3 Cyber Risks Tech Companies Need to Watch When Entering an M&A Deal

By: | July 16, 2022

Previously an M&A underwriter working across a range of private equity and strategic acquisitions in the US and Europe, Joe Perrett now heads up CFC’s transaction liability private enterprise product team. He can be reached at [email protected].

Topics: Cyber | M&A

For the majority of businesses, the global pandemic fast-tracked their digital transformation programs by months or even years.

And there’s no doubt that the accelerated demand for digital technology solutions was a boon to an already booming sector and saw a rush of start-ups come to market. 

Despite signs that the tech market itself is seeing a return to more normal rates of growth, the number of global unicorns (privately owned start-ups valued over $1 billion) grew by almost 14% from 936 to 1,066 in the first quarter of this year — and the majority of these sit within the tech sector. 

This growth has undoubtedly fueled the level of tech mergers and acquisitions.

Indeed, tech M&A values exceeded $1 trillion for the first time last year, a 60% increase on 2020, and SMB businesses are key targets for the giants of the sector.

Of the 616 acquisitions collectively made by the five big techs in the U.S. — Google, Apple, Facebook, Amazon and Microsoft — in recent years, 400 were SMB tech companies.

By their very nature, tech businesses can be ground-breaking and in many cases are bringing new and innovative solutions to market so when it comes to any merger or acquisition, the risks they present are wide ranging and can differ greatly to those of more traditional businesses.

These risks are not necessarily in physical assets but are often intangible and in many cases unique. 

As in many other industry sectors, representation and warranty (R&W) insurance has become an increasingly important risk transfer mechanism within tech M&A — and in a sector that has heightened risks, R&W insurance is proving its value as one recent report states that claims are especially prevalent within the manufacturing and technology sectors.

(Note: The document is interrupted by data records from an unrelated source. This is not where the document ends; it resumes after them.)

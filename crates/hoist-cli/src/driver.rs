//! Subcommand implementations. Each returns the text to print on stdout.

use crate::args::{AnalyzeArgs, OutputFormat, ReplayArgs};
use anyhow::{Context, Result, bail};
use hoist_binder::{BindingResolver, ScopeSnapshot};
use hoist_common::{Diagnostic, LineMap};
use hoist_parser::{EsParser, ParseOptions, SourceParser};
use hoist_session::{EditDescriptor, EngineOptions, Session, SessionStats};
use serde::Serialize;
use std::fmt::Write as _;
use std::path::Path;
use std::time::Duration;
use tracing::{debug, info};

/// Upper bound on how long replay waits for a single parse.
const PARSE_TIMEOUT: Duration = Duration::from_secs(30);

#[derive(Serialize)]
struct AnalyzeReport<'a> {
    scopes: &'a ScopeSnapshot,
    diagnostics: &'a [Diagnostic],
}

#[derive(Serialize)]
struct ReplayReport<'a> {
    scopes: &'a ScopeSnapshot,
    version: u64,
    stats: SessionStats,
}

pub fn analyze(args: &AnalyzeArgs) -> Result<String> {
    let text = read_source(&args.file)?;
    let options = ParseOptions {
        tolerant: args.tolerant,
        ..ParseOptions::default()
    };
    let parsed = EsParser
        .parse(&text, &options)
        .with_context(|| format!("failed to parse {}", args.file.display()))?;
    let scopes = BindingResolver::resolve_program(&parsed.arena, parsed.root);
    let snapshot = ScopeSnapshot::capture(&scopes, &parsed.arena);
    info!(
        nodes = parsed.arena.len(),
        scopes = snapshot.scope_count(),
        diagnostics = parsed.diagnostics.len(),
        "analyzed {}",
        args.file.display()
    );

    match args.format {
        OutputFormat::Json => {
            let report = AnalyzeReport {
                scopes: &snapshot,
                diagnostics: &parsed.diagnostics,
            };
            Ok(serde_json::to_string_pretty(&report)? + "\n")
        }
        OutputFormat::Text => {
            let mut out = snapshot.to_string();
            let line_map = LineMap::build(&text);
            for diag in &parsed.diagnostics {
                let pos = line_map.offset_to_position(diag.start, &text);
                writeln!(
                    out,
                    "{}:{}:{}: error {}: {}",
                    args.file.display(),
                    pos.line + 1,
                    pos.character + 1,
                    diag.code,
                    diag.message_text
                )?;
            }
            Ok(out)
        }
    }
}

pub fn replay(args: &ReplayArgs) -> Result<String> {
    let text = read_source(&args.file)?;
    let edits = load_edits(&args.edits)?;
    let options = match &args.config {
        Some(path) => load_config(path)?,
        None => EngineOptions::default(),
    };

    let mut session =
        Session::new(EsParser, (), options).context("failed to start the reparse engine")?;
    session.open(text)?;
    session.wait_for_parse(PARSE_TIMEOUT)?;

    for (index, edit) in edits.iter().enumerate() {
        let next = edit
            .apply(session.text())
            .with_context(|| format!("edit #{index} does not apply"))?;
        session.on_edit(next, edit)?;
        if !session.wait_for_parse(PARSE_TIMEOUT)? {
            bail!("edit #{index} did not finish parsing within {PARSE_TIMEOUT:?}");
        }
        debug!(index, version = session.version(), "replayed edit");
    }

    // A failed partial reparse only means the slice was invalid. The full
    // reparse armed by the recovery timer decides whether the text is.
    if session.recovery_pending() {
        std::thread::sleep(session.options().recovery_delay());
        session.poll()?;
        if !session.wait_for_parse(PARSE_TIMEOUT)? {
            bail!("recovery reparse did not finish within {PARSE_TIMEOUT:?}");
        }
        debug!(version = session.version(), "recovery reparse settled");
    }

    if let Some(error) = session.last_error() {
        bail!("final text does not analyze cleanly: {error}");
    }
    let analysis = session
        .analysis()
        .context("no analysis was produced for the document")?;
    let snapshot = analysis.snapshot();
    let stats = session.stats();

    match args.format {
        OutputFormat::Json => {
            let report = ReplayReport {
                scopes: &snapshot,
                version: analysis.version,
                stats,
            };
            Ok(serde_json::to_string_pretty(&report)? + "\n")
        }
        OutputFormat::Text => {
            let mut out = snapshot.to_string();
            writeln!(
                out,
                "reparses: {} full, {} partial",
                stats.full_reparses, stats.partial_reparses
            )?;
            Ok(out)
        }
    }
}

fn read_source(path: &Path) -> Result<String> {
    std::fs::read_to_string(path).with_context(|| format!("failed to read {}", path.display()))
}

fn load_edits(path: &Path) -> Result<Vec<EditDescriptor>> {
    let raw = read_source(path)?;
    serde_json::from_str(&raw)
        .with_context(|| format!("failed to parse edit script {}", path.display()))
}

fn load_config(path: &Path) -> Result<EngineOptions> {
    let raw = read_source(path)?;
    serde_json::from_str(&raw)
        .with_context(|| format!("failed to parse engine config {}", path.display()))
}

With the report citing compliance with laws and intellectual property making up 16% and 7% of all claims, we’ve taken a closer look at the tech sector to identify the top three risk areas specifically within tech M&A deals. 

1) Intellectual Property (IP)

IP is often the most fundamental and valuable asset tech companies have.

In a sector with IP at the core of its value, litigation will be commonplace as businesses look to protect their most valuable assets and obtain a competitive advantage.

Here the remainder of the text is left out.